With the spectre of regulatory changes looming, Bernheim, Dreyfus believes banks will unload "riskier business units, like those tied to derivatives and hedge funds. Other companies will be eager to jump in and enter the lucrative areas of financing and banking."

It also expects companies in health care services will "be on the prowl" due to increasing demand from ageing populations and healthcare legislation. Expiring patents should also create "the need to buy smaller biotech firms with new drug discoveries," it said.

Fabrice Seiman, portfolio manager of event-driven hedge fund Lutetia Patrimoine, agrees that 2011 will be a better year for merger arbitrage as the "level of cash on corporate balance sheets for larger US companies is absolutely tremendous".

As companies realise they have money to burn, Seiman believes the volume of M&A activity will increase 2011 with the US paving the way and the EU following in its wake.

Seiman agrees that much of this activity will be in technology and healthcare, although does not expect to see much deal-making in the finance sector.

According to Seiman technology should undergo a busy period as the industry is set to evolve due to the arrival of cloud computing and its constant need to reinvent itself.

Seiman also predicts M&A activity in the energy sector will outstrip technology in 2011 and expects more deals will be made in the consumer arena, particularly focusing on food and consumer goods.

He does not believe that 2011 will be a one-hit wonder for M&A, predicting that 2012 will also be "a great year" and that the storm of activity awaiting 2011 is likely to continue for several years to come.

This theory is based on his team of former investment bankers "personally witnessing typically long cycles in M&A activity followed by a few years of crisis," he said.

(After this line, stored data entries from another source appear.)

use serde::{Deserialize, Serialize};

#[derive(Debug, Clone, PartialEq, Serialize, Deserialize)]
pub struct ChatMessage {
    pub role: String,
    pub content: String,
}

impl ChatMessage {
    pub fn system(content: impl Into<String>) -> Self {
        Self {
            role: "system".to_string(),
            content: content.into(),
        }
    }

    pub fn user(content: impl Into<String>) -> Self {
        Self {
            role: "user".to_string(),
            content: content.into(),
        }
    }

    pub fn assistant(content: impl Into<String>) -> Self {
        Self {
            role: "assistant".to_string(),
            content: content.into(),
        }
    }
}

#[derive(Debug, Clone)]
pub struct ChatRequest {
    pub messages: Vec<ChatMessage>,
    pub temperature: Option<f64>,
    pub max_tokens: Option<i32>,
    pub stop: Option<Vec<String>>,
}

impl ChatRequest {
    pub fn new(messages: Vec<ChatMessage>) -> Self {
        Self {
            messages,
            temperature: None,
            max_tokens: None,
            stop: None,
        }
    }

    pub fn with_temperature(mut self, temperature: f64) -> Self {
        self.temperature = Some(temperature);
        self
    }

    /// Concatenated message contents, handy for logging and matching in tests.
    pub fn transcript(&self) -> String {
        self.messages
            .iter()
            .map(|m| m.content.as_str())
            .collect::<Vec<_>>()
            .join("\n")
    }
}
//! Vector index: exact nearest-neighbour search over node embeddings.

use std::cmp::Ordering;
use std::sync::Arc;

use async_trait::async_trait;
use ndarray::ArrayView1;

use super::chunker::NodeSet;
use super::engine::{fill_template, format_context, QueryEngine, QueryResponse, ScoredNode};
use crate::core::errors::GenerationError;
use crate::llm::LlmService;

const TEXT_QA_PROMPT: &str = "Context information is below.\n\
---------------------\n\
{context}\n\
---------------------\n\
Given the context information and not prior knowledge, answer the query.\n\
Query: {query}\n\
Answer: ";

/// Cosine similarity; mismatched or empty vectors score 0.
pub fn cosine_similarity(a: &[f32], b: &[f32]) -> f32 {
    if a.is_empty() || a.len() != b.len() {
        return 0.0;
    }

    let a = ArrayView1::from(a);
    let b = ArrayView1::from(b);
    let denom = a.dot(&a).sqrt() * b.dot(&b).sqrt();
    if denom <= f32::EPSILON {
        return 0.0;
    }
    a.dot(&b) / denom
}

/// `(candidate index, score)` sorted by descending score; ties keep candidate order.
pub fn rank_descending_by_cosine(query: &[f32], candidates: &[Vec<f32>]) -> Vec<(usize, f32)> {
    let mut scores: Vec<(usize, f32)> = candidates
        .iter()
        .enumerate()
        .map(|(idx, candidate)| (idx, cosine_similarity(query, candidate)))
        .collect();

    scores.sort_by(|left, right| right.1.partial_cmp(&left.1).unwrap_or(Ordering::Equal));
    scores
}

pub struct VectorIndex {
    nodes: NodeSet,
    embeddings: Vec<Vec<f32>>,
}

impl VectorIndex {
    /// Embeds every node once. Fails if the embedding capability fails.
    pub async fn build(nodes: NodeSet, llm: &LlmService) -> Result<Self, GenerationError> {
        let texts: Vec<String> = nodes.iter().map(|n| n.text.clone()).collect();
        let embeddings = llm.embed_batch(&texts).await?;
        tracing::info!("Vector index built over {} node(s)", nodes.len());
        Ok(Self { nodes, embeddings })
    }

    pub fn nodes(&self) -> &NodeSet {
        &self.nodes
    }

    pub fn len(&self) -> usize {
        self.nodes.len()
    }

    pub fn is_empty(&self) -> bool {
        self.nodes.is_empty()
    }

    /// At most `k` nodes, most similar first.
    pub fn search(&self, query_embedding: &[f32], k: usize) -> Vec<ScoredNode> {
        rank_descending_by_cosine(query_embedding, &self.embeddings)
            .into_iter()
            .take(k)
            .map(|(idx, score)| ScoredNode {
                node: self.nodes[idx].clone(),
                score,
            })
            .collect()
    }

    pub async fn retrieve(
        &self,
        llm: &LlmService,
        query: &str,
        k: usize,
    ) -> Result<Vec<ScoredNode>, GenerationError> {
        if self.is_empty() || k == 0 {
            return Ok(Vec::new());
        }
        let query_embedding = llm.embed(query).await?;
        Ok(self.search(&query_embedding, k))
    }
}

/// Top-k retrieval followed by answer synthesis over the retrieved nodes.
pub struct VectorQueryEngine {
    index: Arc<VectorIndex>,
    llm: LlmService,
    similarity_top_k: usize,
}

impl VectorQueryEngine {
    pub fn new(index: Arc<VectorIndex>, llm: LlmService, similarity_top_k: usize) -> Self {
        Self {
            index,
            llm,
            similarity_top_k,
        }
    }
}

#[async_trait]
impl QueryEngine for VectorQueryEngine {
    fn name(&self) -> &str {
        "vector"
    }

    async fn query(&self, query: &str) -> Result<QueryResponse, GenerationError> {
        let source_nodes = self
            .index
            .retrieve(&self.llm, query, self.similarity_top_k)
            .await?;
        if source_nodes.is_empty() {
            return Ok(QueryResponse::empty());
        }

        tracing::debug!(
            "Vector engine retrieved {} node(s): {:?}",
            source_nodes.len(),
            source_nodes.iter().map(|n| n.node.id.as_str()).collect::<Vec<_>>()
        );

        let context = format_context(source_nodes.iter().map(|n| &n.node));
        let prompt = fill_template(
            TEXT_QA_PROMPT,
            &[("context", context.as_str()), ("query", query)],
        );
        let response = self.llm.generate(&prompt, None).await?;

        Ok(QueryResponse {
            response,
            source_nodes,
        })
    }
}

#[cfg(test)]
mod tests {
    use super::*;
    use crate::llm::mock::MockProvider;
    use crate::rag::chunker::Node;
    use crate::rag::document::{Corpus, DocumentId};

    fn approx_eq(left: f32, right: f32) -> bool {
        (left - right).abs() < 1e-5
    }

    fn node(id: &str, text: &str) -> Node {
        Node {
            id: id.to_string(),
            text: text.to_string(),
            document_id: DocumentId(format!("Textbook/{}", id)),
            corpus: Corpus::Textbook,
            file_name: format!("{}.txt", id),
            page: None,
            chunk_index: 0,
            start_offset: 0,
        }
    }

    fn nodes() -> NodeSet {
        NodeSet::new(vec![
            node("cnn", "Convolutional networks share kernels across image positions."),
            node("backprop", "Backpropagation applies the chain rule to compute gradients."),
            node("rnn", "Recurrent networks unroll over time steps of a sequence."),
            node("sgd", "Stochastic gradient descent updates weights using gradients."),
        ])
    }

    #[test]
    fn cosine_is_one_for_identical_vectors() {
        let vec = vec![1.0, 2.0, 3.0, 4.0];
        assert!(approx_eq(cosine_similarity(&vec, &vec), 1.0));
    }

    #[test]
    fn cosine_is_zero_for_orthogonal_or_mismatched_vectors() {
        assert!(approx_eq(cosine_similarity(&[1.0, 0.0], &[0.0, 1.0]), 0.0));
        assert!(approx_eq(cosine_similarity(&[1.0, 0.0], &[1.0]), 0.0));
        assert!(approx_eq(cosine_similarity(&[0.0, 0.0], &[0.0, 0.0]), 0.0));
    }

    #[test]
    fn ranking_returns_highest_similarity_first() {
        let query = vec![1.0, 0.0];
        let candidates = vec![vec![0.8, 0.2], vec![0.1, 0.9], vec![0.9, 0.0]];
        let ranked = rank_descending_by_cosine(&query, &candidates);

        assert_eq!(ranked.len(), 3);
        assert_eq!(ranked[0].0, 2);
        assert_eq!(ranked[2].0, 1);
    }

    #[tokio::test]
    async fn search_returns_at_most_k_in_descending_order() {
        let llm = LlmService::new(Arc::new(MockProvider::default()));
        let index = VectorIndex::build(nodes(), &llm).await.unwrap();

        for k in [1, 2, 3, 10] {
            let results = index
                .retrieve(&llm, "How does backpropagation compute gradients?", k)
                .await
                .unwrap();
            assert!(results.len() <= k);
            assert_eq!(results.len(), k.min(4));
            assert!(results.windows(2).all(|w| w[0].score >= w[1].score));
        }

        let best = index
            .retrieve(&llm, "backpropagation chain rule gradients", 1)
            .await
            .unwrap();
        assert_eq!(best[0].node.id, "backprop");
    }

    #[tokio::test]
    async fn query_engine_synthesizes_from_retrieved_nodes() {
        let mock = MockProvider::with_responses(vec!["It uses the chain rule."]);
        let llm = LlmService::new(Arc::new(mock.clone()));
        let index = Arc::new(VectorIndex::build(nodes(), &llm).await.unwrap());
        let engine = VectorQueryEngine::new(index, llm, 2);

        let response = engine
            .query("What is backpropagation chain rule?")
            .await
            .unwrap();

        assert_eq!(response.response, "It uses the chain rule.");
        assert_eq!(response.source_nodes.len(), 2);
        let prompt = mock.requests()[0].transcript();
        assert!(prompt.contains("Backpropagation applies the chain rule"));
        assert!(prompt.contains("Query: What is backpropagation chain rule?"));
    }

    #[tokio::test]
    async fn empty_index_answers_without_calling_the_llm() {
        let mock = MockProvider::default();
        let llm = LlmService::new(Arc::new(mock.clone()));
        let index = Arc::new(VectorIndex::build(NodeSet::new(Vec::new()), &llm).await.unwrap());
        let engine = VectorQueryEngine::new(index, llm, 2);

        let response = engine.query("anything").await.unwrap();

        assert_eq!(response.response, crate::rag::engine::EMPTY_RESPONSE);
        assert_eq!(mock.chat_calls(), 0);
    }

    #[tokio::test]
    async fn embedding_failure_fails_the_build() {
        let mock = MockProvider::default()
            .failing_embeddings(GenerationError::RateLimited("429".to_string()));
        let llm = LlmService::new(Arc::new(mock));

        let err = VectorIndex::build(nodes(), &llm).await.err().unwrap();
        assert!(err.is_rate_limited());
    }

    #[tokio::test]
    async fn braces_in_corpus_text_do_not_pull_in_the_query() {
        let mock = MockProvider::with_responses(vec!["ok"]);
        let llm = LlmService::new(Arc::new(mock.clone()));
        let set = NodeSet::new(vec![node("fmt", "Python uses {query} style format strings.")]);
        let index = Arc::new(VectorIndex::build(set, &llm).await.unwrap());
        let engine = VectorQueryEngine::new(index, llm, 1);

        engine.query("What are format strings?").await.unwrap();

        let prompt = mock.requests()[0].transcript();
        assert!(prompt.contains("Python uses {query} style format strings."));
        assert_eq!(prompt.matches("What are format strings?").count(), 1);
    }
}
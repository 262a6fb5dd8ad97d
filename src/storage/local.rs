use async_trait::async_trait;
use bytes::Bytes;
use chrono::{DateTime, Utc};
use std::path::{Path, PathBuf};
use std::sync::Arc;
use tokio::fs;
use tokio::io::AsyncWriteExt;
use uuid::Uuid;

use crate::crypto::Encryptor;
use crate::error::{AppError, Result};
use crate::storage::provider::{object_path, open, parse_object_path, seal, OBJECT_EXTENSION};
use crate::storage::{StorageBackend, StoredObject};

/// Local file system storage backend
pub struct LocalStorage {
    base_path: PathBuf,
    encryptor: Arc<Encryptor>,
}

impl LocalStorage {
    pub fn new(base_path: impl Into<PathBuf>, encryptor: Arc<Encryptor>) -> Self {
        Self {
            base_path: base_path.into(),
            encryptor,
        }
    }

    fn get_full_path(&self, path: &str) -> Result<PathBuf> {
        parse_object_path(path)?;
        Ok(self.base_path.join(path))
    }

    /// Write to a temp file next to the target, then link it into place.
    /// Linking fails when the target exists, so objects are never overwritten.
    async fn write_new(&self, full_path: &PathBuf, data: &[u8]) -> Result<()> {
        let parent = full_path
            .parent()
            .ok_or_else(|| AppError::StorageIo("Storage path has no parent".to_string()))?;
        let temp_path = parent.join(format!(".{}.tmp", Uuid::new_v4().simple()));

        // A concurrent delete may prune the shard directory between these steps
        let mut file = None;
        for _ in 0..2 {
            fs::create_dir_all(parent).await?;
            match fs::OpenOptions::new()
                .write(true)
                .create_new(true)
                .open(&temp_path)
                .await
            {
                Ok(f) => {
                    file = Some(f);
                    break;
                }
                Err(e) if e.kind() == std::io::ErrorKind::NotFound => continue,
                Err(e) => return Err(e.into()),
            }
        }
        let mut file = file
            .ok_or_else(|| AppError::StorageIo("Failed to create storage file".to_string()))?;

        let written: Result<()> = async {
            file.write_all(data).await?;
            file.flush().await?;
            file.sync_all().await?;
            drop(file);
            fs::hard_link(&temp_path, full_path)
                .await
                .map_err(|e| match e.kind() {
                    std::io::ErrorKind::AlreadyExists => {
                        AppError::StorageIo("Storage object already exists".to_string())
                    }
                    _ => e.into(),
                })
        }
        .await;

        // The temp name is never needed again, whether or not the link succeeded
        if let Err(e) = fs::remove_file(&temp_path).await {
            tracing::warn!("Failed to remove temp file {:?}: {}", temp_path, e);
        }
        written
    }
}

/// Collect the objects of one shard. Entries that vanish mid-listing, including
/// the whole shard pruned by a concurrent delete, are skipped.
async fn list_shard(dir: &Path, shard_name: &str, objects: &mut Vec<StoredObject>) -> Result<()> {
    let mut entries = match fs::read_dir(dir).await {
        Ok(entries) => entries,
        Err(e) if e.kind() == std::io::ErrorKind::NotFound => return Ok(()),
        Err(e) => return Err(e.into()),
    };

    while let Some(entry) = entries.next_entry().await? {
        let file_name = entry.file_name().to_string_lossy().to_string();
        if !file_name.ends_with(OBJECT_EXTENSION) {
            continue;
        }
        let path = format!("{}/{}", shard_name, file_name);
        if parse_object_path(&path).is_err() {
            continue;
        }
        let metadata = match entry.metadata().await {
            Ok(metadata) => metadata,
            Err(e) if e.kind() == std::io::ErrorKind::NotFound => continue,
            Err(e) => return Err(e.into()),
        };
        objects.push(StoredObject {
            path,
            modified_at: DateTime::<Utc>::from(metadata.modified()?),
        });
    }
    Ok(())
}

#[async_trait]
impl StorageBackend for LocalStorage {
    async fn store(&self, data: Bytes, identifier_hint: &str) -> Result<String> {
        let path = object_path(identifier_hint)?;
        let full_path = self.base_path.join(&path);

        let sealed = seal(&self.encryptor, data).await?;
        self.write_new(&full_path, &sealed).await?;

        tracing::debug!("Saved file to {:?}", full_path);
        Ok(path)
    }

    async fn retrieve(&self, path: &str) -> Result<Bytes> {
        let full_path = self.get_full_path(path)?;

        let data = fs::read(&full_path).await.map_err(|e| {
            if e.kind() == std::io::ErrorKind::NotFound {
                AppError::NotFound("Stored file not found".to_string())
            } else {
                AppError::StorageIo(format!("Failed to read {:?}: {}", full_path, e))
            }
        })?;

        open(&self.encryptor, data).await
    }

    async fn delete(&self, path: &str) -> Result<bool> {
        let full_path = self.get_full_path(path)?;

        match fs::remove_file(&full_path).await {
            Ok(()) => {}
            Err(e) if e.kind() == std::io::ErrorKind::NotFound => return Ok(false),
            Err(e) => return Err(e.into()),
        }
        tracing::debug!("Deleted file {:?}", full_path);

        // Try to remove the shard directory if it is now empty
        if let Some(dir) = full_path.parent() {
            if dir != self.base_path {
                if let Ok(mut entries) = fs::read_dir(dir).await {
                    if matches!(entries.next_entry().await, Ok(None)) {
                        let _ = fs::remove_dir(dir).await;
                    }
                }
            }
        }

        Ok(true)
    }

    async fn exists(&self, path: &str) -> Result<bool> {
        let full_path = self.get_full_path(path)?;
        Ok(fs::try_exists(&full_path).await?)
    }

    async fn list_objects(&self) -> Result<Vec<StoredObject>> {
        let mut objects = Vec::new();

        let mut shards = match fs::read_dir(&self.base_path).await {
            Ok(entries) => entries,
            Err(e) if e.kind() == std::io::ErrorKind::NotFound => return Ok(objects),
            Err(e) => return Err(e.into()),
        };

        while let Some(shard) = shards.next_entry().await? {
            if !shard.file_type().await?.is_dir() {
                continue;
            }
            let shard_name = shard.file_name().to_string_lossy().to_string();
            list_shard(&shard.path(), &shard_name, &mut objects).await?;
        }

        Ok(objects)
    }

    fn storage_type(&self) -> &'static str {
        "local"
    }
}

#[cfg(test)]
mod tests {
    use super::*;
    use tempfile::tempdir;

    fn backend(dir: &std::path::Path) -> LocalStorage {
        LocalStorage::new(dir, Arc::new(Encryptor::for_tests("local-secret")))
    }

    #[tokio::test]
    async fn store_then_retrieve() {
        let dir = tempdir().unwrap();
        let storage = backend(dir.path());

        let path = storage
            .store(Bytes::from_static(b"hello.txt!"), "0123456789abcdef")
            .await
            .unwrap();
        assert_eq!(path, "01/0123456789abcdef.enc");
        assert!(storage.exists(&path).await.unwrap());

        // Ciphertext on disk, plaintext out
        let raw = std::fs::read(dir.path().join(&path)).unwrap();
        assert!(!raw.windows(10).any(|w| w == b"hello.txt!"));
        assert_eq!(storage.retrieve(&path).await.unwrap(), Bytes::from_static(b"hello.txt!"));
    }

    #[tokio::test]
    async fn objects_are_immutable() {
        let dir = tempdir().unwrap();
        let storage = backend(dir.path());

        let path = storage.store(Bytes::from_static(b"one"), "samehint").await.unwrap();
        let err = storage.store(Bytes::from_static(b"two"), "samehint").await.unwrap_err();
        assert!(matches!(err, AppError::StorageIo(_)));
        assert_eq!(storage.retrieve(&path).await.unwrap(), Bytes::from_static(b"one"));
    }

    #[tokio::test]
    async fn existing_files_are_never_overwritten() {
        let dir = tempdir().unwrap();
        let storage = backend(dir.path());

        // Something already sits where the object would go
        std::fs::create_dir_all(dir.path().join("fe")).unwrap();
        let target = dir.path().join("fe/feedface.enc");
        std::fs::write(&target, b"pre-existing").unwrap();

        let err = storage
            .store(Bytes::from_static(b"new"), "feedface")
            .await
            .unwrap_err();
        assert!(matches!(err, AppError::StorageIo(_)));
        assert_eq!(std::fs::read(&target).unwrap(), b"pre-existing");

        // No temp files left behind either way
        storage.store(Bytes::from_static(b"ok"), "fe00ba11").await.unwrap();
        let names: Vec<String> = std::fs::read_dir(dir.path().join("fe"))
            .unwrap()
            .map(|e| e.unwrap().file_name().to_string_lossy().to_string())
            .collect();
        assert!(names.iter().all(|n| !n.ends_with(".tmp")), "{:?}", names);
        assert_eq!(names.len(), 2);
    }

    #[tokio::test]
    async fn pruned_shard_lists_as_empty() {
        let dir = tempdir().unwrap();
        let mut objects = Vec::new();
        list_shard(&dir.path().join("ab"), "ab", &mut objects)
            .await
            .unwrap();
        assert!(objects.is_empty());
    }

    #[tokio::test]
    async fn delete_is_idempotent() {
        let dir = tempdir().unwrap();
        let storage = backend(dir.path());

        let path = storage.store(Bytes::from_static(b"bye"), "deadbeef").await.unwrap();
        assert!(storage.delete(&path).await.unwrap());
        assert!(!storage.delete(&path).await.unwrap());
        assert!(!storage.exists(&path).await.unwrap());
        assert!(matches!(
            storage.retrieve(&path).await,
            Err(AppError::NotFound(_))
        ));
        // Empty shard directory pruned
        assert!(!dir.path().join("de").exists());
    }

    #[tokio::test]
    async fn corruption_surfaces_as_decryption_error() {
        let dir = tempdir().unwrap();
        let storage = backend(dir.path());

        let path = storage.store(Bytes::from_static(b"payload"), "cafebabe").await.unwrap();
        let full = dir.path().join(&path);
        let mut raw = std::fs::read(&full).unwrap();
        let last = raw.len() - 1;
        raw[last] ^= 0xff;
        std::fs::write(&full, raw).unwrap();

        assert!(matches!(
            storage.retrieve(&path).await,
            Err(AppError::Decryption(_))
        ));
    }

    #[tokio::test]
    async fn hostile_paths_never_reach_the_filesystem() {
        let dir = tempdir().unwrap();
        let storage = backend(dir.path());

        assert!(storage.store(Bytes::from_static(b"x"), "../../etc/passwd").await.is_err());
        assert!(storage.retrieve("../secret.enc").await.is_err());
        assert!(storage.exists("/etc/passwd").await.is_err());
    }

    #[tokio::test]
    async fn listing_finds_stored_objects() {
        let dir = tempdir().unwrap();
        let storage = backend(dir.path());

        let a = storage.store(Bytes::from_static(b"a"), "aaaa1111").await.unwrap();
        let b = storage.store(Bytes::from_static(b"b"), "bbbb2222").await.unwrap();
        std::fs::write(dir.path().join("stray.txt"), b"ignored").unwrap();

        let mut listed: Vec<String> = storage
            .list_objects()
            .await
            .unwrap()
            .into_iter()
            .map(|o| o.path)
            .collect();
        listed.sort();
        assert_eq!(listed, vec![a, b]);
    }
}
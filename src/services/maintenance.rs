//! Maintenance tasks
//!
//! Physical purge of expired share grants and collection of stored objects
//! that no file record points at.

use std::collections::HashSet;
use std::time::Duration;

use chrono::{DateTime, Utc};
use tokio::time::MissedTickBehavior;
use tracing::{info, trace, warn};

use crate::config::MaintenanceConfig;
use crate::db::Database;
use crate::error::Result;
use crate::services::ShareService;
use crate::storage::StorageManager;

/// Delete stored objects with no file record, once they are older than `grace`.
///
/// The grace period keeps uploads whose record is not yet committed out of reach.
pub async fn purge_orphans(
    db: &Database,
    storage: &StorageManager,
    grace: chrono::Duration,
    now: DateTime<Utc>,
) -> Result<u64> {
    let objects = storage.backend().list_objects().await?;
    if objects.is_empty() {
        return Ok(0);
    }

    let paths: Vec<String> = sqlx::query_scalar("SELECT storage_path FROM files")
        .fetch_all(db.pool())
        .await?;
    let referenced: HashSet<String> = paths.into_iter().collect();

    let mut purged = 0;
    for object in objects {
        if referenced.contains(&object.path) || object.modified_at + grace > now {
            continue;
        }
        match storage.backend().delete(&object.path).await {
            Ok(true) => purged += 1,
            Ok(false) => {}
            Err(e) => warn!(
                path = %object.path,
                error = %e,
                "Sweep: failed to delete orphaned object"
            ),
        }
    }
    Ok(purged)
}

/// One pass of every maintenance job
pub async fn sweep_once(
    db: &Database,
    storage: &StorageManager,
    config: &MaintenanceConfig,
    now: DateTime<Utc>,
) {
    match ShareService::purge_expired(db, now).await {
        Ok(deleted) if deleted > 0 => info!(deleted, "Sweep: removed expired share grants"),
        Ok(_) => trace!("Sweep: no expired share grants"),
        Err(e) => warn!(error = %e, "Sweep: failed to purge expired share grants"),
    }

    let grace = chrono::Duration::seconds(config.orphan_grace_secs.min(i64::MAX as u64) as i64);
    match purge_orphans(db, storage, grace, now).await {
        Ok(deleted) if deleted > 0 => info!(deleted, "Sweep: removed orphaned objects"),
        Ok(_) => trace!("Sweep: no orphaned objects"),
        Err(e) => warn!(error = %e, "Sweep: failed to collect orphaned objects"),
    }
}

/// Run the sweep loop until the task is dropped. An interval of zero disables it.
pub async fn run_sweep_loop(db: Database, storage: StorageManager, config: MaintenanceConfig) {
    if config.sweep_interval_secs == 0 {
        info!("Sweep loop disabled");
        return;
    }

    info!(
        interval_secs = config.sweep_interval_secs,
        "Sweep loop started"
    );

    let mut ticker = tokio::time::interval(Duration::from_secs(config.sweep_interval_secs));
    ticker.set_missed_tick_behavior(MissedTickBehavior::Delay);
    // The first tick completes immediately
    ticker.tick().await;

    loop {
        ticker.tick().await;
        sweep_once(&db, &storage, &config, Utc::now()).await;
    }
}
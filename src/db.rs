use sqlx::{sqlite::SqlitePoolOptions, SqlitePool};

use crate::error::Result;

/// Database connection pool wrapper
#[derive(Clone)]
pub struct Database {
    pool: SqlitePool,
}

impl Database {
    /// Create a new database connection; `:memory:` opens a private in-memory database
    pub async fn new(path: &str) -> Result<Self> {
        if path == ":memory:" {
            return Self::in_memory().await;
        }

        // Create database URL
        let url = format!("sqlite:{}?mode=rwc", path);

        // Create connection pool
        let pool = SqlitePoolOptions::new()
            .max_connections(5)
            .connect(&url)
            .await?;

        Ok(Self { pool })
    }

    /// In-memory database. A single connection that never expires, since every
    /// new in-memory connection would see an empty database.
    pub async fn in_memory() -> Result<Self> {
        let pool = SqlitePoolOptions::new()
            .max_connections(1)
            .idle_timeout(None)
            .max_lifetime(None)
            .connect("sqlite::memory:")
            .await?;

        Ok(Self { pool })
    }

    /// Get the connection pool
    pub fn pool(&self) -> &SqlitePool {
        &self.pool
    }

    /// Run database migrations
    pub async fn run_migrations(&self) -> Result<()> {
        // (owner_id, content_hash) is the deduplication key
        sqlx::query(
            r#"
            CREATE TABLE IF NOT EXISTS files (
                id INTEGER PRIMARY KEY AUTOINCREMENT,
                owner_id TEXT NOT NULL,
                name TEXT NOT NULL,
                original_name TEXT NOT NULL,
                size INTEGER NOT NULL CHECK (size > 0),
                mime_type TEXT NOT NULL,
                category TEXT NOT NULL,
                storage_path TEXT UNIQUE NOT NULL,
                content_hash TEXT NOT NULL,
                ai_label TEXT NOT NULL,
                is_private INTEGER NOT NULL DEFAULT 1,
                created_at TEXT NOT NULL,
                UNIQUE (owner_id, content_hash)
            )
            "#,
        )
        .execute(&self.pool)
        .await?;

        sqlx::query(
            r#"
            CREATE TABLE IF NOT EXISTS shares (
                id TEXT PRIMARY KEY,
                file_id INTEGER NOT NULL,
                created_by TEXT NOT NULL,
                target TEXT,
                role TEXT NOT NULL CHECK (role IN ('owner', 'analyzer', 'viewer')),
                token TEXT UNIQUE NOT NULL,
                expires_at TEXT,
                created_at TEXT NOT NULL,
                FOREIGN KEY (file_id) REFERENCES files(id) ON DELETE CASCADE
            )
            "#,
        )
        .execute(&self.pool)
        .await?;

        // Create indexes
        sqlx::query("CREATE INDEX IF NOT EXISTS idx_files_owner_id ON files(owner_id)")
            .execute(&self.pool)
            .await?;
        sqlx::query("CREATE INDEX IF NOT EXISTS idx_shares_file_id ON shares(file_id)")
            .execute(&self.pool)
            .await?;
        sqlx::query("CREATE INDEX IF NOT EXISTS idx_shares_expires_at ON shares(expires_at)")
            .execute(&self.pool)
            .await?;

        tracing::info!("Database migrations completed");
        Ok(())
    }
}
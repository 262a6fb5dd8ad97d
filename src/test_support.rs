//! Fixtures shared by unit tests.

use std::sync::Arc;

use chrono::Utc;
use uuid::Uuid;

use crate::crypto::Encryptor;
use crate::db::Database;
use crate::models::{format_timestamp, NewFile};
use crate::storage::{MemoryStorage, StorageManager};

/// Fresh migrated in-memory database
pub async fn test_db() -> Database {
    let db = Database::in_memory().await.unwrap();
    db.run_migrations().await.unwrap();
    db
}

/// Memory-backed storage manager plus a handle on the underlying map
pub fn test_storage() -> (StorageManager, Arc<MemoryStorage>) {
    let objects = Arc::new(MemoryStorage::new(Arc::new(Encryptor::for_tests(
        "test-secret",
    ))));
    (StorageManager::new(objects.clone()), objects)
}

pub fn new_file(owner_id: &str, name: &str, mime_type: &str) -> NewFile {
    NewFile {
        owner_id: owner_id.to_string(),
        name: name.to_string(),
        original_name: name.to_string(),
        mime_type: mime_type.to_string(),
    }
}

/// Insert a file record directly, without any stored bytes behind it
pub async fn seed_file(db: &Database, owner_id: &str, content_hash: &str) -> i64 {
    let hint = Uuid::new_v4().simple().to_string();
    sqlx::query(
        r#"
        INSERT INTO files (
            owner_id, name, original_name, size, mime_type, category,
            storage_path, content_hash, ai_label, is_private, created_at
        )
        VALUES (?, 'seed.txt', 'seed.txt', 4, 'text/plain', 'Document', ?, ?, 'Text Document', 1, ?)
        "#,
    )
    .bind(owner_id)
    .bind(format!("{}/{}.enc", &hint[..2], hint))
    .bind(content_hash)
    .bind(format_timestamp(Utc::now()))
    .execute(db.pool())
    .await
    .unwrap()
    .last_insert_rowid()
}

Seiman believes these crisis years are now over for merger arbitrage hedge funds.

What he views as strange for the post-crisis environment is the level of hostile deals taking place. He estimates that hostile bids currently represent 25% of those made, up from normal levels of around 5%.

This is in part due to pressure on CEOs to spend the cash available on balance sheets. "The mood is no longer focused on restructuring like it was in 2008 and 2009. If you are a CEO, you have to do something," Seiman said.

Another unusual development in M&A activity has been political involvement in deal-making. Seiman refers to the Canadian government blocking the Australian mining company BHP Billiton from acquiring Canadian fertiliser group Potash.

Yet he believes that being wary of political risks can also be a good thing for merger arbitrage hedge fund managers, providing them with greater confidence in their investment decisions.

Steven Gerbel, founder of investment firm Chicago Capital Management, shares his peers' opinion that healthcare and technology are set to experience high levels of activity.

Like Bernheim, Dreyfus, Gerbel also foresees an increased number of mergers in the banking industry as companies "need to consolidate and clean up their balance sheets," he said.

Gerbel agrees with Seiman that high M&A activity will be a lasting trend and has been preparing Chicago Capital Management for battle for several months now.

"We have been waiting for this for a long time," he said.

"We have a lot of open desks we are looking to fill and have doubled staff in the last 12 months. We have updated, increased and improved our infrastructure as this spot in the M&A cycle won't come around again for another 15 years," he added.

Overall, "with the economy picking up and CEO sentiment improving, there will be a wave of high-quality strategic mergers in 2011," Gerbel declared.

For those looking for the deal of a lifetime, he believes this is the moment to do it. "If you've got a dream, costs of attempting to execute that dream are at an all-time low," he said.